Task requirements: Print the records below word for word, beginning with the first line and ending once the line containing "it successful and" is printed.
=== Begin Enclosure ===
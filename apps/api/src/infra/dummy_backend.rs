use std::{
    sync::{Mutex, MutexGuard, PoisonError},
    time::Duration,
};

use async_trait::async_trait;
use chrono::{Datelike, Duration as ChronoDuration, NaiveDate, Utc};
use dues_types::{AssignmentTarget, CheckoutSession, SubscriptionPaymentStatus, TransactionStatus};
use rust_decimal::Decimal;
use url::Url;
use uuid::Uuid;

use crate::{
    app_error::{AppError, AppResult},
    application::ports::subscription_backend::{
        InitiatePaymentRequest, SubscriptionBackend, SubscriptionFilter,
    },
    domain::entities::{
        money::round_money,
        payment_transaction::PaymentTransaction,
        subscription_plan::SubscriptionPlan,
        user_subscription::{PaymentPermission, UserSubscription},
    },
};

#[derive(Default)]
struct DummyState {
    plans: Vec<SubscriptionPlan>,
    subscriptions: Vec<UserSubscription>,
    transactions: Vec<PaymentTransaction>,
    initiate_requests: Vec<InitiatePaymentRequest>,
    status_calls: usize,
    read_calls: usize,
}

/// In-process stand-in for the organisation backend.
///
/// Used for local development (`BACKEND_MODE=dummy`) and tests. Checkout
/// sessions redirect straight back to the return URL. With auto-settle on,
/// the first status check of an open transaction marks it successful and
/// credits the subscription, the way the real backend would after the
/// gateway callback.
pub struct DummyBackend {
    state: Mutex<DummyState>,
    status_delay: Duration,
    auto_settle: bool,
}

impl Default for DummyBackend {
    fn default() -> Self {
        Self::new()
    }
}

impl DummyBackend {
    pub fn new() -> Self {
        Self {
            state: Mutex::new(DummyState::default()),
            status_delay: Duration::ZERO,
            auto_settle: false,
        }
    }

    /// A backend seeded with one member's plans, subscriptions and history.
    pub fn with_sample_data(today: NaiveDate) -> Self {
        let member_id = Uuid::new_v4();
        let year = today.year();
        let date = |y: i32, m: u32, d: u32| NaiveDate::from_ymd_opt(y, m, d).unwrap_or(today);

        let annual = SubscriptionPlan {
            id: Uuid::new_v4(),
            name: format!("{year} Annual Dues"),
            description: Some("Yearly membership dues".to_string()),
            amount: Decimal::new(15000, 2),
            start_date: date(year, 1, 1),
            end_date: date(year, 12, 31),
            target: AssignmentTarget::Both,
            member_count: 1,
        };
        let harvest = SubscriptionPlan {
            id: Uuid::new_v4(),
            name: "Harvest Levy".to_string(),
            description: None,
            amount: Decimal::new(5000, 2),
            start_date: today + ChronoDuration::days(30),
            end_date: today + ChronoDuration::days(60),
            target: AssignmentTarget::Members,
            member_count: 1,
        };
        let anniversary = SubscriptionPlan {
            id: Uuid::new_v4(),
            name: format!("{} Anniversary Fund", year - 1),
            description: None,
            amount: Decimal::new(10000, 2),
            start_date: date(year - 1, 3, 1),
            end_date: date(year - 1, 6, 30),
            target: AssignmentTarget::Executive,
            member_count: 1,
        };

        let subscription = |plan: &SubscriptionPlan,
                            paid: Decimal,
                            status: SubscriptionPaymentStatus,
                            permission: PaymentPermission| {
            let outstanding = (plan.amount - paid).max(Decimal::ZERO);
            UserSubscription {
                id: Uuid::new_v4(),
                plan_id: plan.id,
                plan_name: plan.name.clone(),
                member_id,
                member_name: Some("Sample Member".to_string()),
                subscription_amount: plan.amount,
                amount_paid: paid,
                outstanding_amount: outstanding,
                status,
                payment_progress_percentage: progress(paid, plan.amount),
                start_date: plan.start_date,
                end_date: plan.end_date,
                can_make_payment: permission,
                payment_reference: None,
                payment_date: None,
            }
        };

        let annual_sub = subscription(
            &annual,
            Decimal::new(7500, 2),
            SubscriptionPaymentStatus::PartiallyPaid,
            PaymentPermission::allowed(),
        );
        let harvest_sub = subscription(
            &harvest,
            Decimal::ZERO,
            SubscriptionPaymentStatus::NotPaid,
            PaymentPermission::denied("This plan has not started yet"),
        );
        let anniversary_sub = subscription(
            &anniversary,
            anniversary.amount,
            SubscriptionPaymentStatus::FullyPaid,
            PaymentPermission::denied("This plan has ended"),
        );

        let now = Utc::now();
        let transactions = vec![
            PaymentTransaction {
                id: Uuid::new_v4(),
                user_subscription_id: annual_sub.id,
                client_reference: client_reference(),
                amount: Decimal::new(7500, 2),
                currency: "GHS".to_string(),
                status: TransactionStatus::Success,
                payment_channel: Some("mobile_money".to_string()),
                payment_type: Some("mtn-gh".to_string()),
                created_at: now - ChronoDuration::days(20),
            },
            PaymentTransaction {
                id: Uuid::new_v4(),
                user_subscription_id: annual_sub.id,
                client_reference: client_reference(),
                amount: Decimal::new(2000, 2),
                currency: "GHS".to_string(),
                status: TransactionStatus::Failed,
                payment_channel: Some("card".to_string()),
                payment_type: None,
                created_at: now - ChronoDuration::days(5),
            },
        ];

        tracing::info!(member_id = %member_id, "Dummy backend seeded with sample data");

        Self {
            state: Mutex::new(DummyState {
                plans: vec![annual, harvest, anniversary],
                subscriptions: vec![annual_sub, harvest_sub, anniversary_sub],
                transactions,
                ..DummyState::default()
            }),
            status_delay: Duration::ZERO,
            auto_settle: true,
        }
    }

    pub fn with_plan(self, plan: SubscriptionPlan) -> Self {
        self.lock().plans.push(plan);
        self
    }

    pub fn with_subscription(self, subscription: UserSubscription) -> Self {
        self.lock().subscriptions.push(subscription);
        self
    }

    pub fn with_transaction(self, transaction: PaymentTransaction) -> Self {
        self.lock().transactions.push(transaction);
        self
    }

    /// Delays every status check, to hold a check in flight.
    pub fn with_status_delay(mut self, delay: Duration) -> Self {
        self.status_delay = delay;
        self
    }

    pub fn with_auto_settle(mut self, auto_settle: bool) -> Self {
        self.auto_settle = auto_settle;
        self
    }

    /// Simulates a gateway callback changing a transaction's status.
    pub fn set_transaction_status(&self, transaction_id: Uuid, status: TransactionStatus) {
        let mut state = self.lock();
        transition(&mut state, transaction_id, status);
    }

    pub fn transaction(&self, transaction_id: Uuid) -> Option<PaymentTransaction> {
        self.lock()
            .transactions
            .iter()
            .find(|tx| tx.id == transaction_id)
            .cloned()
    }

    pub fn initiate_calls(&self) -> usize {
        self.lock().initiate_requests.len()
    }

    pub fn last_initiate_request(&self) -> Option<InitiatePaymentRequest> {
        self.lock().initiate_requests.last().cloned()
    }

    pub fn status_calls(&self) -> usize {
        self.lock().status_calls
    }

    /// Number of plan and subscription reads served.
    pub fn read_calls(&self) -> usize {
        self.lock().read_calls
    }

    fn lock(&self) -> MutexGuard<'_, DummyState> {
        self.state.lock().unwrap_or_else(PoisonError::into_inner)
    }
}

fn client_reference() -> String {
    let id = Uuid::new_v4().simple().to_string();
    format!("DUES-{}", id[..8].to_uppercase())
}

fn progress(paid: Decimal, total: Decimal) -> Decimal {
    if total <= Decimal::ZERO {
        return Decimal::ZERO;
    }
    round_money(paid / total * Decimal::ONE_HUNDRED).min(Decimal::ONE_HUNDRED)
}

/// Applies a status change, crediting the subscription on first success.
fn transition(state: &mut DummyState, transaction_id: Uuid, status: TransactionStatus) {
    let Some(tx) = state
        .transactions
        .iter_mut()
        .find(|tx| tx.id == transaction_id)
    else {
        return;
    };

    let newly_successful = status.is_successful() && !tx.status.is_successful();
    tx.status = status;
    if !newly_successful {
        return;
    }

    let (subscription_id, amount, reference) =
        (tx.user_subscription_id, tx.amount, tx.client_reference.clone());

    if let Some(sub) = state
        .subscriptions
        .iter_mut()
        .find(|s| s.id == subscription_id)
    {
        sub.amount_paid += amount;
        sub.outstanding_amount = (sub.subscription_amount - sub.amount_paid).max(Decimal::ZERO);
        sub.payment_progress_percentage = progress(sub.amount_paid, sub.subscription_amount);
        sub.status = if sub.outstanding_amount.is_zero() {
            SubscriptionPaymentStatus::FullyPaid
        } else {
            SubscriptionPaymentStatus::PartiallyPaid
        };
        sub.payment_reference = Some(reference);
        sub.payment_date = Some(Utc::now());
    }
}

#[async_trait]
impl SubscriptionBackend for DummyBackend {
    async fn list_plans(&self) -> AppResult<Vec<SubscriptionPlan>> {
        let mut state = self.lock();
        state.read_calls += 1;
        Ok(state.plans.clone())
    }

    async fn get_plan(&self, plan_id: Uuid) -> AppResult<SubscriptionPlan> {
        let mut state = self.lock();
        state.read_calls += 1;
        state
            .plans
            .iter()
            .find(|p| p.id == plan_id)
            .cloned()
            .ok_or(AppError::NotFound)
    }

    async fn list_user_subscriptions(
        &self,
        filter: &SubscriptionFilter,
    ) -> AppResult<Vec<UserSubscription>> {
        let mut state = self.lock();
        state.read_calls += 1;
        Ok(state
            .subscriptions
            .iter()
            .filter(|s| filter.matches(s))
            .cloned()
            .collect())
    }

    async fn get_user_subscription(&self, subscription_id: Uuid) -> AppResult<UserSubscription> {
        let mut state = self.lock();
        state.read_calls += 1;
        state
            .subscriptions
            .iter()
            .find(|s| s.id == subscription_id)
            .cloned()
            .ok_or(AppError::NotFound)
    }

    async fn initiate_payment(
        &self,
        request: &InitiatePaymentRequest,
    ) -> AppResult<CheckoutSession> {
        let transaction_id = Uuid::new_v4();

        let mut checkout_url = Url::parse(&request.return_url)
            .map_err(|e| AppError::Upstream {
                status: 400,
                message: format!("Invalid return URL: {e}"),
            })?;
        checkout_url
            .query_pairs_mut()
            .append_pair("checkout", "dummy")
            .append_pair("transaction_id", &transaction_id.to_string());

        let mut state = self.lock();
        if !state
            .subscriptions
            .iter()
            .any(|s| s.id == request.user_subscription_id)
        {
            return Err(AppError::NotFound);
        }

        state.initiate_requests.push(request.clone());
        state.transactions.push(PaymentTransaction {
            id: transaction_id,
            user_subscription_id: request.user_subscription_id,
            client_reference: client_reference(),
            amount: request.amount,
            currency: "GHS".to_string(),
            status: TransactionStatus::Pending,
            payment_channel: None,
            payment_type: None,
            created_at: Utc::now(),
        });

        tracing::debug!(
            transaction_id = %transaction_id,
            subscription_id = %request.user_subscription_id,
            "Dummy: Created checkout session"
        );

        Ok(CheckoutSession {
            checkout_url: checkout_url.to_string(),
            transaction_id,
        })
    }

    async fn list_transactions(
        &self,
        subscription_id: Uuid,
    ) -> AppResult<Vec<PaymentTransaction>> {
        let mut transactions: Vec<PaymentTransaction> = self
            .lock()
            .transactions
            .iter()
            .filter(|tx| tx.user_subscription_id == subscription_id)
            .cloned()
            .collect();
        transactions.sort_by(|a, b| b.created_at.cmp(&a.created_at));
        Ok(transactions)
    }

    async fn check_transaction_status(&self, transaction_id: Uuid) -> AppResult<TransactionStatus> {
        self.lock().status_calls += 1;

        if !self.status_delay.is_zero() {
            tokio::time::sleep(self.status_delay).await;
        }

        let mut state = self.lock();
        let current = state
            .transactions
            .iter()
            .find(|tx| tx.id == transaction_id)
            .map(|tx| tx.status)
            .ok_or(AppError::NotFound)?;

        if self.auto_settle && !current.is_terminal() {
            transition(&mut state, transaction_id, TransactionStatus::Success);
            return Ok(TransactionStatus::Success);
        }

        Ok(current)
    }
}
=== End Enclosure ===
Response to this exercise:
filename apps/api/src/infra/dummy_backend.rs
use std::{
    sync::{Mutex, MutexGuard, PoisonError},
    time::Duration,
};

use async_trait::async_trait;
use chrono::{Datelike, Duration as ChronoDuration, NaiveDate, Utc};
use dues_types::{AssignmentTarget, CheckoutSession, SubscriptionPaymentStatus, TransactionStatus};
use rust_decimal::Decimal;
use url::Url;
use uuid::Uuid;

use crate::{
    app_error::{AppError, AppResult},
    application::ports::subscription_backend::{
        InitiatePaymentRequest, SubscriptionBackend, SubscriptionFilter,
    },
    domain::entities::{
        money::round_money,
        payment_transaction::PaymentTransaction,
        subscription_plan::SubscriptionPlan,
        user_subscription::{PaymentPermission, UserSubscription},
    },
};

#[derive(Default)]
struct DummyState {
    plans: Vec<SubscriptionPlan>,
    subscriptions: Vec<UserSubscription>,
    transactions: Vec<PaymentTransaction>,
    initiate_requests: Vec<InitiatePaymentRequest>,
    status_calls: usize,
    read_calls: usize,
}

/// In-process stand-in for the organisation backend.
///
/// Used for local development (`BACKEND_MODE=dummy`) and tests. Checkout
/// sessions redirect straight back to the return URL. With auto-settle on,
/// the first status check of an open transaction marks it successful and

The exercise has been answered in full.